6. Borrowing and References
A reference allows you to refer to a value without taking ownership of it. Creating a reference is called borrowing:
fn main() {
let s = String::from("hello");
let length = calculate_length(&s); // pass a reference
println!("'{}' has length {}", s, length); // s is still valid
}
fn calculate_length(s: &String) -> usize {
s.len()
} // s goes out of scope but the value is NOT dropped — we don't own it
The & symbol creates a reference. Because the function only borrows s, the original binding in main retains ownership and remains valid after the call.
6.1 Immutable References
By default, references are immutable. You cannot modify a borrowed value:
fn change(s: &String) {
// s.push_str(", world"); // ERROR: cannot mutate through an immutable reference
}
6.2 Mutable References
To allow modification, you must explicitly request a mutable reference with &mut:
fn main() {
let mut s = String::from("hello");
change(&mut s);
println!("{}", s); // "hello, world"
}
fn change(s: &mut String) {
s.push_str(", world");
}
There is one critical constraint: you can have at most one mutable reference to a value at any point in time. This prevents data races at compile time:
fn main() {
let mut s = String::from("hello");
let r1 = &mut s;
// let r2 = &mut s; // ERROR: cannot borrow `s` as mutable more than once
println!("{}", r1);
}
Additionally, you cannot have a mutable reference while immutable references exist:
fn main() {
let mut s = String::from("hello");
let r1 = &s; // immutable borrow
let r2 = &s; // another immutable borrow — OK
// let r3 = &mut s; // ERROR: cannot borrow as mutable while immutable borrows are active
println!("{} and {}", r1, r2);
}
These rules eliminate an entire category of concurrency bugs without any runtime overhead.
7. The Slice Type
Slices are a special kind of reference that refer to a contiguous sequence of elements in a collection, without owning it:
fn main() {
let s = String::from("hello world");
let hello = &s[0..5]; // slice of the first five characters
let world = &s[6..11]; // slice of the last five characters
println!("{} {}", hello, world);
}
String slices (&str) are immutable references into a String. They are one of the most common types in Rust code and are used extensively in function signatures to accept both String values and string literals:
fn first_word(s: &str) -> &str {
let bytes = s.as_bytes();
for (i, &item) in bytes.iter().enumerate() {
if item == b' ' {
return &s[0..i];
}
}
&s[..]
}
8. Lifetimes
Lifetimes are Rust's way of ensuring that references remain valid for as long as they are used. In many cases, the compiler infers lifetimes automatically. When it cannot, you must annotate them explicitly.

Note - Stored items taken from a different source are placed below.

// Copyright 2024 Pelikan Foundation LLC.
// Licensed under the Apache License, Version 2.0
// http://www.apache.org/licenses/LICENSE-2.0

//! The public interface to a shared store.

use crate::*;

use datatier::{Memory, SharedFile};

use std::path::{Path, PathBuf};
use std::time::Duration;

pub(crate) enum Backing {
    Shared(SharedFile),
    Anonymous(Memory),
}

/// A handle to a named key-value store in shared memory.
///
/// Every operation is atomic with respect to every other process and thread
/// using the same store. Operations on a single key lock only the stripe which
/// covers its bucket, operations on the whole table lock every stripe.
///
/// Dropping the handle detaches from the store. The store itself remains
/// until it is destroyed.
pub struct Store {
    name: String,
    path: Option<PathBuf>,
    // NOTE: the table refers into the backing mapping and must be dropped
    // first, fields drop in declaration order
    table: Hashtable,
    expiry: Expiry,
    backing: Backing,
    timeout: Duration,
}

/// A snapshot of the counters which are shared by every attached process.
#[derive(Debug, Clone, Copy, PartialEq, Eq)]
pub struct Stats {
    /// Linked entries, including expired entries which were not reclaimed
    /// yet. Use [`Store::size`] for an exact count of live entries.
    pub entries: u64,
    pub buckets: u64,
    pub lock_stripes: u64,
    pub heap_size: u64,
    /// Bytes of the heap in allocated blocks.
    pub heap_used: u64,
    /// Handles open on the store across all processes.
    pub attached: u64,
}

impl Store {
    pub(crate) fn new(
        name: String,
        path: Option<PathBuf>,
        table: Hashtable,
        expiry: Expiry,
        backing: Backing,
        timeout: Duration,
    ) -> Self {
        STORE_OPEN.increment();
        Self {
            name,
            path,
            table,
            expiry,
            backing,
            timeout,
        }
    }

    /// Open the named store with the default options, creating it if needed.
    pub fn open(name: &str) -> Result<Self> {
        Builder::default().open(name)
    }

    /// Returns a new [`Builder`] for configuring how the store is opened.
    pub fn builder() -> Builder {
        Builder::default()
    }

    pub fn name(&self) -> &str {
        &self.name
    }

    /// Path of the backing file, if the store has one.
    pub fn path(&self) -> Option<&Path> {
        self.path.as_deref()
    }

    /// Returns true if this handle created the store rather than attaching to
    /// an existing one.
    pub fn created(&self) -> bool {
        match &self.backing {
            Backing::Shared(file) => file.created(),
            Backing::Anonymous(_) => true,
        }
    }

    fn lock_key(&self, key: &[u8]) -> Result<ScopeGuard<'_>> {
        let bucket = self.table.bucket(self.table.hash(key));
        self.table.lock(Scope::Bucket(bucket))
    }

    /// Store a value under the key, replacing any existing value. A zero
    /// `ttl` means the entry never expires, otherwise it expires after the
    /// ttl rounded up to whole seconds.
    ///
    /// ```
    /// use sharedhash::Store;
    /// use std::time::Duration;
    ///
    /// let store = Store::builder().heap_size(64 * 1024).anonymous().unwrap();
    /// store.put(b"coffee", b"strong", Duration::from_secs(60)).unwrap();
    /// assert_eq!(store.get(b"coffee").unwrap(), Some(b"strong".to_vec()));
    /// ```
    pub fn put(&self, key: &[u8], value: &[u8], ttl: Duration) -> Result<()> {
        STORE_PUT.increment();

        let expire_at = self.expiry.deadline(ttl);
        let guard = self.lock_key(key)?;

        let result = match self.table.lookup(&guard, key, self.expiry.now())? {
            Some(slot) => self.table.update(&guard, &slot, key, value, expire_at),
            None => self.table.insert(&guard, key, value, expire_at),
        };
        if result.is_err() {
            STORE_PUT_EX.increment();
        }
        result
    }

    /// Overwrite the value of a live entry. Fails with
    /// [`SharedHashError::NotFound`] if the key is absent or expired.
    pub fn replace(&self, key: &[u8], value: &[u8], ttl: Duration) -> Result<()> {
        STORE_REPLACE.increment();

        let expire_at = self.expiry.deadline(ttl);
        let guard = self.lock_key(key)?;

        match self.table.lookup(&guard, key, self.expiry.now())? {
            Some(slot) => self.table.update(&guard, &slot, key, value, expire_at),
            None => {
                STORE_REPLACE_NOTFOUND.increment();
                Err(SharedHashError::NotFound)
            }
        }
    }

    /// Returns a copy of the value of a live entry.
    pub fn get(&self, key: &[u8]) -> Result<Option<Vec<u8>>> {
        STORE_GET.increment();

        let guard = self.lock_key(key)?;
        match self.table.lookup(&guard, key, self.expiry.now())? {
            Some(slot) => self.table.value(&slot).map(Some),
            None => {
                STORE_GET_MISS.increment();
                Ok(None)
            }
        }
    }

    /// Returns true if the key has a live entry. An expired entry found along
    /// the way is reclaimed.
    pub fn exists(&self, key: &[u8]) -> Result<bool> {
        STORE_EXISTS.increment();

        let guard = self.lock_key(key)?;
        Ok(self
            .table
            .lookup(&guard, key, self.expiry.now())?
            .is_some())
    }

    /// Remove the entry for the key. Returns true if a live entry was
    /// removed. Deleting an absent key is not an error.
    pub fn del(&self, key: &[u8]) -> Result<bool> {
        STORE_DEL.increment();

        let guard = self.lock_key(key)?;
        match self.table.lookup(&guard, key, self.expiry.now())? {
            Some(slot) => {
                self.table.unlink(&guard, &slot)?;
                Ok(true)
            }
            None => Ok(false),
        }
    }

    /// Returns every live key. The whole table is locked while the keys are
    /// collected, so the result is a consistent snapshot. The order is
    /// unspecified.
    pub fn keys(&self) -> Result<Vec<Vec<u8>>> {
        let mut keys = Vec::new();
        self.scan(|key| keys.push(key.to_vec()))?;
        Ok(keys)
    }

    /// Number of live entries.
    pub fn size(&self) -> Result<u64> {
        let mut size = 0;
        self.scan(|_| size += 1)?;
        Ok(size)
    }

    /// Reclaim every expired entry and return how many were reclaimed.
    pub fn sweep(&self) -> Result<u64> {
        let reclaimed = self.scan(|_| {})?;
        debug!("swept {} expired entries from {}", reclaimed, self.name);
        Ok(reclaimed)
    }

    fn scan<F: FnMut(&[u8])>(&self, visit: F) -> Result<u64> {
        STORE_SCAN.increment();

        let guard = self.table.lock(Scope::Table)?;
        self.table.scan(&guard, self.expiry.now(), visit)
    }

    pub fn stats(&self) -> Result<Stats> {
        let attached = match &self.backing {
            Backing::Shared(file) => file.attached(),
            Backing::Anonymous(_) => 1,
        };

        Ok(Stats {
            entries: self.table.entries()?,
            buckets: self.table.buckets(),
            lock_stripes: self.table.stripes(),
            heap_size: self.table.heap_size(),
            heap_used: self.table.heap_used()?,
            attached,
        })
    }

    /// Detach from the store. Equivalent to dropping the handle.
    pub fn close(self) {
        drop(self)
    }

    /// Detach from the store and remove it. Fails with
    /// [`SharedHashError::Busy`] when other handles are still attached, in
    /// which case the store is left in place. This handle is closed in either
    /// case.
    ///
    /// A process which opens the store at the same time either attaches
    /// before the removal, and the store stays, or creates a fresh store
    /// after it.
    pub fn destroy(self) -> Result<()> {
        let others = match (&self.backing, &self.path) {
            (Backing::Shared(file), Some(path)) => file.destroy(path, self.timeout)?,
            _ => 0,
        };
        let path = self.path.clone();
        let name = self.name.clone();

        drop(self);

        if others > 0 {
            warn!("not destroying store {}, {} other handles attached", name, others);
            return Err(SharedHashError::Busy(others));
        }

        if let Some(path) = path {
            SEGMENT_DESTROY.increment();
            info!("destroyed store {} at {}", name, path.display());
        }

        Ok(())
    }
}

impl Drop for Store {
    fn drop(&mut self) {
        STORE_OPEN.decrement();
        debug!("detached from store {}", self.name);
    }
}

#[cfg(test)]
mod tests {
    use super::*;
    use tempfile::TempDir;

    fn is_send_sync<T: Send + Sync>() {}

    #[test]
    fn store_is_send_sync() {
        is_send_sync::<Store>();
    }

    #[test]
    fn anonymous_store() {
        let store = Store::builder()
            .hash_power(4)
            .lock_power(2)
            .heap_size(64 * 1024)
            .anonymous()
            .expect("failed to create");

        assert_eq!(store.name(), "anonymous");
        assert!(store.path().is_none());
        assert!(store.created());

        store.put(b"a", b"1", Duration::ZERO).expect("put failed");
        let stats = store.stats().expect("no stats");
        assert_eq!(stats.entries, 1);
        assert_eq!(stats.buckets, 16);
        assert_eq!(stats.lock_stripes, 4);
        assert_eq!(stats.heap_size, 64 * 1024);
        assert_eq!(stats.heap_used, 64);
        assert_eq!(stats.attached, 1);

        assert!(store.destroy().is_ok());
    }

    #[test]
    fn held_lock_times_out() {
        let dir = TempDir::new().expect("failed to create tempdir");
        let builder = || {
            Store::builder()
                .dir(dir.path())
                .hash_power(4)
                .lock_power(2)
                .heap_size(64 * 1024)
                .lock_timeout(Duration::from_millis(20))
        };

        let holder = builder().open("held").expect("failed to create");
        let waiter = builder().open("held").expect("failed to attach");
        waiter.put(b"k", b"v", Duration::ZERO).expect("put failed");

        let guard = holder.table.lock(Scope::Table).expect("failed to lock");
        assert_eq!(
            waiter.put(b"k", b"w", Duration::ZERO),
            Err(SharedHashError::Timeout)
        );
        assert_eq!(waiter.get(b"k"), Err(SharedHashError::Timeout));
        assert_eq!(waiter.size(), Err(SharedHashError::Timeout));

        // the failed put left the value alone
        drop(guard);
        assert_eq!(waiter.get(b"k"), Ok(Some(b"v".to_vec())));
    }
}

A lifetime annotation does not change how long a reference lives — it is a constraint that tells the compiler the relationship between the lifetimes of multiple references:
// 'a is a lifetime parameter — both inputs must live at least as long as 'a,
// and the output will not outlive either of them
fn longest<'a>(x: &'a str, y: &'a str) -> &'a str {
if x.len() > y.len() { x } else { y }
}
fn main() {
let s1 = String::from("long string");
let result;
{
let s2 = String::from("xyz");
result = longest(s1.as_str(), s2.as_str());
println!("Longest: {}", result); // OK — both s1 and s2 are valid here
}
}
Lifetime annotations are required whenever the compiler cannot determine from the structure of the code alone how long a returned reference will remain valid.